Even with three NCAA championships and two world championships in her trophy case, rower Taylor Ritzel finds that she’s just another face in a crowd of elite hopefuls trying to earn a berth on the U.S. Olympic team for the Summer Games in London this year.

Ritzel, who is making a bid for the U.S. Olympic team by way of Douglas County High School in Castle Rock and Yale University, is at the Olympic Training Center in Chula Vista, Calif., near San Diego. There won’t be a letup in her training, which will shift to Princeton University in March, until the members of Team USA are announced in June.

“I hope so,” Ritzel said when asked if her résumé will help her gain a place on the U.S. team, which qualified for the Olympics by winning at the world championships in August in Slovenia. “But the level of competition here is really close. Your seat on a boat can be taken away at any time.”

National women’s team coach Tom Terhaar has a direct way of gauging the competition. “Everyone here has similar credentials,” Terhaar said. “It’ll come down to who fits and who is ready physically come summer.”

Ritzel, 23, is battling injuries for the first time in her career. Since being a part of that winning team at the world championships, she has had rib injuries that have limited her in practice.

“It’s unfortunate that this has happened in an Olympic year,” Ritzel said. “The injuries have caused some anxiety, but I think I still have enough time to be close to 100 percent by June.”

Ritzel rows on the starboard side of the boat.
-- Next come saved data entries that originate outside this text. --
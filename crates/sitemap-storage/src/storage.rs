//! Storage trait and error types.
//!
//! Paths passed to a [`Storage`] are fully resolved target paths
//! (e.g. `public/sitemap-0.xml.gz`); the engine decides where files go, the
//! backend only persists bytes.

use std::fmt;
use std::io;
use std::path::{Path, PathBuf};

/// What went wrong while persisting a document.
#[derive(Debug, Clone, Copy, PartialEq, Eq)]
#[non_exhaustive]
pub enum StorageErrorKind {
    /// Target directory is missing and could not be created.
    NotFound,
    /// The process may not write the target.
    PermissionDenied,
    /// The target lives on a read-only filesystem.
    ReadOnly,
    /// No space left for the payload.
    StorageFull,
    /// Target path is not usable (e.g. a directory).
    InvalidPath,
    /// The write was interrupted or timed out; retrying may succeed.
    Interrupted,
    Other,
}

impl StorageErrorKind {
    fn from_io(kind: io::ErrorKind) -> Self {
        match kind {
            io::ErrorKind::NotFound => Self::NotFound,
            io::ErrorKind::PermissionDenied => Self::PermissionDenied,
            io::ErrorKind::ReadOnlyFilesystem => Self::ReadOnly,
            io::ErrorKind::StorageFull => Self::StorageFull,
            io::ErrorKind::IsADirectory | io::ErrorKind::InvalidInput => Self::InvalidPath,
            io::ErrorKind::Interrupted | io::ErrorKind::TimedOut => Self::Interrupted,
            _ => Self::Other,
        }
    }

    fn describe(self) -> &'static str {
        match self {
            Self::NotFound => "directory not found",
            Self::PermissionDenied => "permission denied",
            Self::ReadOnly => "read-only filesystem",
            Self::StorageFull => "no space left",
            Self::InvalidPath => "invalid path",
            Self::Interrupted => "interrupted",
            Self::Other => "write failed",
        }
    }
}

/// Error returned when a document cannot be persisted.
#[derive(Debug)]
pub struct StorageError {
    /// Failure category.
    pub kind: StorageErrorKind,
    /// Target path, when known.
    pub path: Option<PathBuf>,
    /// Backend identifier (e.g. `"Fs"`, `"Mock"`).
    pub backend: Option<&'static str>,
    source: Option<Box<dyn std::error::Error + Send + Sync>>,
}

impl StorageError {
    #[must_use]
    pub fn new(kind: StorageErrorKind) -> Self {
        Self {
            kind,
            path: None,
            backend: None,
            source: None,
        }
    }

    /// Map an I/O failure on `path`.
    #[must_use]
    pub fn io(err: io::Error, path: Option<&Path>) -> Self {
        Self {
            kind: StorageErrorKind::from_io(err.kind()),
            path: path.map(Path::to_path_buf),
            backend: None,
            source: Some(Box::new(err)),
        }
    }

    #[must_use]
    pub fn with_path(mut self, path: impl Into<PathBuf>) -> Self {
        self.path = Some(path.into());
        self
    }

    #[must_use]
    pub fn with_backend(mut self, backend: &'static str) -> Self {
        self.backend = Some(backend);
        self
    }

    /// Whether repeating the write may succeed.
    ///
    /// The engine never retries; this is guidance for callers.
    #[must_use]
    pub fn is_transient(&self) -> bool {
        self.kind == StorageErrorKind::Interrupted
    }
}

impl fmt::Display for StorageError {
    fn fmt(&self, f: &mut fmt::Formatter<'_>) -> fmt::Result {
        // "Fs: cannot write public/sitemap.xml: permission denied (read-only)"
        if let Some(backend) = self.backend {
            write!(f, "{backend}: ")?;
        }
        match &self.path {
            Some(path) => write!(f, "cannot write {}: ", path.display())?,
            None => f.write_str("cannot write: ")?,
        }
        f.write_str(self.kind.describe())?;
        if let Some(source) = &self.source {
            write!(f, " ({source})")?;
        }
        Ok(())
    }
}

impl std::error::Error for StorageError {
    fn source(&self) -> Option<&(dyn std::error::Error + 'static)> {
        self.source
            .as_deref()
            .map(|s| s as &(dyn std::error::Error + 'static))
    }
}

/// Sink for finished sitemap documents.
///
/// Used for two things: checking whether a stylesheet exists before
/// referencing it, and persisting rendered (possibly gzipped) payloads.
pub trait Storage: Send + Sync {
    /// Check if a file exists at `path`.
    ///
    /// Returns `false` on errors (treats errors as "doesn't exist").
    fn exists(&self, path: &Path) -> bool;

    /// Write `content` to `path`, replacing any existing file.
    ///
    /// # Errors
    ///
    /// Returns [`StorageError`] if the payload cannot be persisted.
    fn write(&self, path: &Path, content: &[u8]) -> Result<(), StorageError>;
}

#[cfg(test)]
mod tests {
    use std::error::Error;

    use super::*;

    #[test]
    fn test_io_mapping() {
        let cases = [
            (io::ErrorKind::PermissionDenied, StorageErrorKind::PermissionDenied),
            (io::ErrorKind::NotFound, StorageErrorKind::NotFound),
            (io::ErrorKind::StorageFull, StorageErrorKind::StorageFull),
            (io::ErrorKind::TimedOut, StorageErrorKind::Interrupted),
            (io::ErrorKind::UnexpectedEof, StorageErrorKind::Other),
        ];
        for (io_kind, expected) in cases {
            let err = StorageError::io(io::Error::new(io_kind, "boom"), None);
            assert_eq!(err.kind, expected, "{io_kind:?}");
        }
    }

    #[test]
    fn test_io_keeps_path_and_source() {
        let err = StorageError::io(
            io::Error::new(io::ErrorKind::PermissionDenied, "denied"),
            Some(Path::new("public/sitemap.xml")),
        );

        assert_eq!(err.path.as_deref(), Some(Path::new("public/sitemap.xml")));
        assert!(err.source().is_some());
        assert!(!err.is_transient());
    }

    #[test]
    fn test_interrupted_is_transient() {
        let err = StorageError::io(io::Error::from(io::ErrorKind::Interrupted), None);
        assert!(err.is_transient());
    }

    #[test]
    fn test_display() {
        assert_eq!(
            StorageError::new(StorageErrorKind::PermissionDenied).to_string(),
            "cannot write: permission denied"
        );

        let err = StorageError::io(
            io::Error::new(io::ErrorKind::PermissionDenied, "read-only"),
            Some(Path::new("public/sitemap.xml")),
        )
        .with_backend("Fs");
        assert_eq!(
            err.to_string(),
            "Fs: cannot write public/sitemap.xml: permission denied (read-only)"
        );
    }

    #[test]
    fn test_error_is_send_sync() {
        fn assert_send_sync<T: Send + Sync>() {}
        assert_send_sync::<StorageError>();
    }
}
Her goal is to be one of the top five U.S. Olympic candidates, including one alternate, when the final selections are made.

After graduating from Yale in 2010, she took a sabbatical from her ambition to start a marketing career to compete for an Olympic berth with Team USA.

Ritzel grew 8 inches, to 6-foot-3, while she was in high school. But she didn’t play basketball or volleyball. “My eye-hand coordination was abysmal,” she said.

She participated in swimming but didn’t consider being a varsity athlete at Yale when she enrolled at the Ivy League school. Coaches at Yale spotted her lanky frame and talked her into trying out for the rowing team.

Former Broncos coach Red Miller is Ritzel’s grandfather and an avid supporter. When she began her bid to make the U.S. Olympic team, Ritzel and Miller made a deal that they would meet in London this summer. Ritzel is determined to make that happen.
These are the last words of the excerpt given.